Seit 2003 steht die Siedlung Halen unter Denkmalschutz. “Ich bin davon nicht begeistert”, sagt Thormann: “Wir haben die Häuser so konzipiert, dass nur die Aussenmauern tragen. Die Zwischenwände können beliebig verschoben werden. Die Anpassungsfähigkeit an die Bedürfnisse, die Möglichkeit, die Räume neu einzuteilen, das gehört zur Philosophie.”

Veränderte Bedürfnisse

Dazu komme, dass sich die Welt seit dem Bau der Siedlung “massiv verändert” habe: “Die damaligen Käufer waren allesamt jüngere Familien mit zwei bis drei Kindern. Seither funktionieren viele Familien anders, die Gesellschaft überaltert.”
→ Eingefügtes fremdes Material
//! Message send/edit/remove/share, pagination, and search. Message ids are
//! globally unique across every conversation and minimally allocated, so
//! an id freed by deletion is reused.

use chrono::Utc;

use lodge_store::{Store, WorkspaceData};
use lodge_types::api::{MessageIdResponse, MessagesResponse, SearchResponse, ShareMessageResponse};
use lodge_types::error::{Result, WorkspaceError};
use lodge_types::events::WorkspaceEvent;
use lodge_types::models::Message;

use crate::{identity, notify};

const MAX_MESSAGE_CHARS: usize = 1000;
const PAGE_SIZE: i64 = 50;

pub fn send(store: &Store, token: &str, channel_id: i64, message: &str) -> Result<MessageIdResponse> {
    store.with_data_mut(|data| {
        let sender = identity::resolve(data, token)?;
        let message_id = send_in(data, sender, channel_id, message)?;
        Ok(MessageIdResponse { message_id })
    })
}

/// The original delegates DM sends to the channel path without a kind
/// check; any conversation the caller belongs to accepts the message.
pub fn senddm(store: &Store, token: &str, dm_id: i64, message: &str) -> Result<MessageIdResponse> {
    send(store, token, dm_id, message)
}

pub(crate) fn send_in(
    data: &mut WorkspaceData,
    sender: i64,
    conversation_id: i64,
    text: &str,
) -> Result<i64> {
    check_length(text)?;
    {
        let conv = data
            .conversation(conversation_id)
            .ok_or_else(|| WorkspaceError::invalid("channel_id is not valid"))?;
        if !conv.is_member(sender) {
            return Err(WorkspaceError::denied(
                "caller is not a member of the channel",
            ));
        }
    }

    let message_id = data.next_message_id();
    if let Some(conv) = data.conversation_mut(conversation_id) {
        conv.messages.push(Message {
            message_id,
            u_id: sender,
            message: text.to_string(),
            time_created: Utc::now().timestamp(),
        });
    }
    notify::apply(
        data,
        &WorkspaceEvent::MessagePosted {
            sender,
            conversation_id,
            text: text.to_string(),
        },
    );
    Ok(message_id)
}

/// The author or an owner of the containing conversation may edit.
/// Editing to the empty string deletes the message; a non-empty edit
/// re-runs the tag scan.
pub fn edit(store: &Store, token: &str, message_id: i64, message: &str) -> Result<()> {
    store.with_data_mut(|data| {
        check_length(message)?;
        let editor = identity::resolve(data, token)?;
        let (ci, mi) = data
            .locate_message(message_id)
            .ok_or_else(|| WorkspaceError::invalid("message_id is not valid"))?;

        let conv = &data.conversations[ci];
        let author = conv.messages[mi].u_id;
        if editor != author && !conv.is_owner(editor) {
            return Err(WorkspaceError::denied(
                "caller is neither the author nor an owner",
            ));
        }
        let conversation_id = conv.id;

        if message.is_empty() {
            data.conversations[ci].messages.remove(mi);
            return Ok(());
        }
        data.conversations[ci].messages[mi].message = message.to_string();
        notify::apply(
            data,
            &WorkspaceEvent::MessagePosted {
                sender: editor,
                conversation_id,
                text: message.to_string(),
            },
        );
        Ok(())
    })
}

/// Stricter than edit: removal requires the caller to be the author AND
/// an owner of the containing conversation.
pub fn remove(store: &Store, token: &str, message_id: i64) -> Result<()> {
    store.with_data_mut(|data| {
        let caller = identity::resolve(data, token)?;
        let (ci, mi) = data
            .locate_message(message_id)
            .ok_or_else(|| WorkspaceError::invalid("message_id is not valid"))?;

        let conv = &data.conversations[ci];
        if conv.messages[mi].u_id != caller {
            return Err(WorkspaceError::denied("caller is not the author"));
        }
        if !conv.is_owner(caller) {
            return Err(WorkspaceError::denied(
                "caller is not an owner of the channel",
            ));
        }
        data.conversations[ci].messages.remove(mi);
        Ok(())
    })
}

/// Re-sends `"<original>, <extra>"` to exactly one destination. The caller
/// must be a member of the destination; membership of the original
/// conversation is not required.
pub fn share(
    store: &Store,
    token: &str,
    og_message_id: i64,
    message: &str,
    channel_id: i64,
    dm_id: i64,
) -> Result<ShareMessageResponse> {
    if (channel_id == -1) == (dm_id == -1) {
        return Err(WorkspaceError::invalid(
            "exactly one of channel_id and dm_id must be -1",
        ));
    }
    let destination = if channel_id == -1 { dm_id } else { channel_id };

    let og_message = store.with_data(|data| {
        identity::resolve(data, token)?;
        let (ci, mi) = data
            .locate_message(og_message_id)
            .ok_or_else(|| WorkspaceError::invalid("og_message_id is not valid"))?;
        Ok(data.conversations[ci].messages[mi].message.clone())
    })?;

    let sent = send(store, token, destination, &format!("{og_message}, {message}"))?;
    Ok(ShareMessageResponse {
        shared_message_id: sent.message_id,
    })
}

/// One page of up to 50 messages, most-recent-first from `start`. `end` is
/// -1 once the page reaches the oldest message, else `start + 50`.
pub fn messages(
    store: &Store,
    token: &str,
    conversation_id: i64,
    start: i64,
) -> Result<MessagesResponse> {
    store.with_data(|data| {
        let caller = identity::resolve(data, token)?;
        let conv = data
            .conversation(conversation_id)
            .ok_or_else(|| WorkspaceError::invalid("channel_id is not valid"))?;
        if !conv.is_member(caller) {
            return Err(WorkspaceError::denied(
                "caller is not a member of the channel",
            ));
        }

        let total = conv.messages.len() as i64;
        if start < 0 || start > total {
            return Err(WorkspaceError::invalid(
                "start is greater than the number of messages",
            ));
        }
        let end = if start + PAGE_SIZE > total {
            -1
        } else {
            start + PAGE_SIZE
        };

        Ok(MessagesResponse {
            messages: conv
                .messages
                .iter()
                .rev()
                .skip(start as usize)
                .take(PAGE_SIZE as usize)
                .cloned()
                .collect(),
            start,
            end,
        })
    })
}

/// Substring search over every conversation the caller belongs to.
pub fn search(store: &Store, token: &str, query_str: &str) -> Result<SearchResponse> {
    if query_str.chars().count() > MAX_MESSAGE_CHARS {
        return Err(WorkspaceError::invalid(
            "query_str is longer than 1000 characters",
        ));
    }
    store.with_data(|data| {
        let caller = identity::resolve(data, token)?;
        let mut messages = Vec::new();
        for conv in data.conversations.iter().filter(|c| c.is_member(caller)) {
            for message in &conv.messages {
                if message.message.contains(query_str) {
                    messages.push(message.clone());
                }
            }
        }
        Ok(SearchResponse { messages })
    })
}

fn check_length(text: &str) -> Result<()> {
    if text.chars().count() > MAX_MESSAGE_CHARS {
        return Err(WorkspaceError::invalid(
            "message is longer than 1000 characters",
        ));
    }
    Ok(())
}

#[cfg(test)]
mod tests {
    use super::*;
    use crate::identity::register;
    use crate::{dm, membership};

    fn setup() -> (Store, String, i64, String, i64) {
        let store = Store::in_memory();
        let a = register(&store, "alice@mail.com", "password", "Alice", "Apple").unwrap();
        let b = register(&store, "bob@mail.com", "password", "Bob", "Banana").unwrap();
        (store, a.token, a.auth_user_id, b.token, b.auth_user_id)
    }

    fn channel(store: &Store, token: &str) -> i64 {
        membership::create(store, token, "general", true)
            .unwrap()
            .channel_id
    }

    #[test]
    fn empty_channel_pages_cleanly() {
        let (store, a_token, ..) = setup();
        let channel_id = channel(&store, &a_token);

        let page = messages(&store, &a_token, channel_id, 0).unwrap();
        assert!(page.messages.is_empty());
        assert_eq!(page.start, 0);
        assert_eq!(page.end, -1);

        assert!(messages(&store, &a_token, channel_id, 1).is_err());
    }

    #[test]
    fn pagination_walks_most_recent_first() {
        let (store, a_token, ..) = setup();
        let channel_id = channel(&store, &a_token);
        for i in 0..120 {
            send(&store, &a_token, channel_id, &format!("m{i}")).unwrap();
        }

        let first = messages(&store, &a_token, channel_id, 0).unwrap();
        assert_eq!(first.messages.len(), 50);
        assert_eq!(first.messages[0].message, "m119");
        assert_eq!(first.end, 50);

        let last = messages(&store, &a_token, channel_id, 100).unwrap();
        assert_eq!(last.messages.len(), 20);
        assert_eq!(last.messages[19].message, "m0");
        assert_eq!(last.end, -1);
    }

    #[test]
    fn send_validates_length_membership_and_channel() {
        let (store, a_token, _, b_token, _) = setup();
        let channel_id = channel(&store, &a_token);

        assert!(send(&store, &a_token, channel_id, &"x".repeat(1001)).is_err());
        assert!(send(&store, &a_token, 99, "hello").is_err());
        let err = send(&store, &b_token, channel_id, "hello").unwrap_err();
        assert!(matches!(err, WorkspaceError::AccessDenied(_)));

        send(&store, &a_token, channel_id, &"x".repeat(1000)).unwrap();
    }

    #[test]
    fn message_ids_are_global_and_minimal() {
        let (store, a_token, ..) = setup();
        let one = channel(&store, &a_token);
        let dm = dm::create(&store, &a_token, &[]).unwrap();
        assert_eq!(dm.dm_name, "aliceapple");

        let m1 = send(&store, &a_token, one, "first").unwrap();
        let m2 = senddm(&store, &a_token, dm.dm_id, "second").unwrap();
        assert_eq!(m1.message_id, 1);
        assert_eq!(m2.message_id, 2);

        // deleting frees the id for the next send anywhere
        edit(&store, &a_token, m1.message_id, "").unwrap();
        let m3 = send(&store, &a_token, one, "third").unwrap();
        assert_eq!(m3.message_id, 1);
    }

    #[test]
    fn empty_edit_deletes_the_message() {
        let (store, a_token, ..) = setup();
        let channel_id = channel(&store, &a_token);
        let sent = send(&store, &a_token, channel_id, "soon gone").unwrap();

        edit(&store, &a_token, sent.message_id, "").unwrap();

        let page = messages(&store, &a_token, channel_id, 0).unwrap();
        assert!(page.messages.iter().all(|m| m.message_id != sent.message_id));
        assert!(edit(&store, &a_token, sent.message_id, "back?").is_err());
    }

    #[test]
    fn author_or_owner_may_edit() {
        let (store, a_token, _, b_token, b_id) = setup();
        let channel_id = channel(&store, &a_token);
        membership::invite(&store, &a_token, channel_id, b_id).unwrap();
        let c = register(&store, "caro@mail.com", "password", "Caro", "Cherry").unwrap();
        membership::invite(&store, &a_token, channel_id, c.auth_user_id).unwrap();

        let sent = send(&store, &b_token, channel_id, "draft").unwrap();

        // another plain member may not touch it
        assert!(edit(&store, &c.token, sent.message_id, "hijack").is_err());
        // the author may
        edit(&store, &b_token, sent.message_id, "draft v2").unwrap();
        // and so may a channel owner
        edit(&store, &a_token, sent.message_id, "draft v3").unwrap();

        let page = messages(&store, &a_token, channel_id, 0).unwrap();
        assert_eq!(page.messages[0].message, "draft v3");
        assert_eq!(page.messages[0].u_id, b_id); // authorship preserved
    }

    #[test]
    fn remove_requires_author_and_owner() {
        let (store, a_token, _, b_token, b_id) = setup();
        let channel_id = channel(&store, &a_token);
        membership::invite(&store, &a_token, channel_id, b_id).unwrap();

        let theirs = send(&store, &b_token, channel_id, "from bob").unwrap();
        let mine = send(&store, &a_token, channel_id, "from alice").unwrap();

        // owner but not author
        assert!(remove(&store, &a_token, theirs.message_id).is_err());
        // author but not owner
        assert!(remove(&store, &b_token, theirs.message_id).is_err());
        // author and owner
        remove(&store, &a_token, mine.message_id).unwrap();
        assert!(remove(&store, &a_token, mine.message_id).is_err()); // gone

        let page = messages(&store, &a_token, channel_id, 0).unwrap();
        assert_eq!(page.messages.len(), 1);
    }

    #[test]
    fn share_composes_and_checks_destination_membership() {
        let (store, a_token, _, b_token, b_id) = setup();
        let channel_id = channel(&store, &a_token);
        let dm = dm::create(&store, &a_token, &[b_id]).unwrap();

        let og = send(&store, &a_token, channel_id, "original").unwrap();

        // both destinations set, or neither
        assert!(share(&store, &a_token, og.message_id, "x", channel_id, dm.dm_id).is_err());
        assert!(share(&store, &a_token, og.message_id, "x", -1, -1).is_err());
        // b is not in the channel
        assert!(share(&store, &b_token, og.message_id, "x", channel_id, -1).is_err());

        let shared = share(&store, &a_token, og.message_id, "see above", -1, dm.dm_id).unwrap();
        let page = messages(&store, &a_token, dm.dm_id, 0).unwrap();
        assert_eq!(page.messages[0].message_id, shared.shared_message_id);
        assert_eq!(page.messages[0].message, "original, see above");
    }

    #[test]
    fn search_is_scoped_to_memberships() {
        let (store, a_token, _, b_token, _) = setup();
        let mine = channel(&store, &a_token);
        let theirs = membership::create(&store, &b_token, "other", true)
            .unwrap()
            .channel_id;

        send(&store, &a_token, mine, "needle in here").unwrap();
        send(&store, &a_token, mine, "nothing else").unwrap();
        send(&store, &b_token, theirs, "needle elsewhere").unwrap();

        let found = search(&store, &a_token, "needle").unwrap();
        assert_eq!(found.messages.len(), 1);
        assert_eq!(found.messages[0].message, "needle in here");

        assert!(search(&store, &a_token, &"q".repeat(1001)).is_err());
    }
}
Thormann kann sich – “im Sinne der immer schon angedachten Flexibilität” – auch vorstellen, dass ganze Teile “abgebrochen und beispielsweise durch Alterswohnungen” ersetzt würden, “statt, dass die Leute in ihren grossen Wohnungen bleiben”.

Andreas Keiser, Herrenschwanden bei Bern, swissinfo.ch

1955 in Bern von den fünf Architekten Erwin Fritz, Samuel Gerber, Rolf Hesterberg, Hans Hostettler und Alfredo Pini gegründet.

1956 Aufnahme von Niklaus Morgenthaler und 1959 von Fritz Thormann.

Mit dem Bau der Siedlung Halen wurde das Atelier 5 in Architekturkreisen weltweit bekannt.

Das prototypische Bauen sowie die Arbeit in der Gruppe sind wesentliche Merkmale des Büros.

Dazu kommen der anfangs markante Bezug auf Le Corbusier und die seit der Gründung des Büros bis heute anhaltende Beschäftigung mit dem Baumaterial Beton.

Neben weiteren exemplarischen Wohnbebauungen (Thalmatt, Ried, Hamburg-Rotherbaum, Dreikönigshöfe-Mainz) entstanden beispielhafte Lösungen im Spitalbau (Spital Schwarzenburg), im Bauen in historischer Umgebung (Amtshaus Bern, Justizzentrum Potsdam, Bahnhof Bern) bei institutionellen und Gewerbebauten ( Hypovereinsbank Luxemburg) sowie bei städtebaulichen Arbeiten ( Port-Libben Prag, Erfurt Ringelberg).

In jüngster Zeit hat das Atelier 5 zudem Erfolge bei Nicht-Wohnungsbau-Projekten erreichen können: Neben der Fertigstellung des Justizzentrums in Potsdam und dem Umbau Bahnhof Biel, konnten es bei zwei internationalen Wettbewerben – neues Schauspielhaus und Sanierung der Oper in Köln und eine neue Synagoge in Potsdam – gute Platzierungen erlangen.

Das Atelier 5 hat regelmässig neue Partner aufgenommen und funktioniert noch heute als gleichberechtigte Architektengemeinschaft.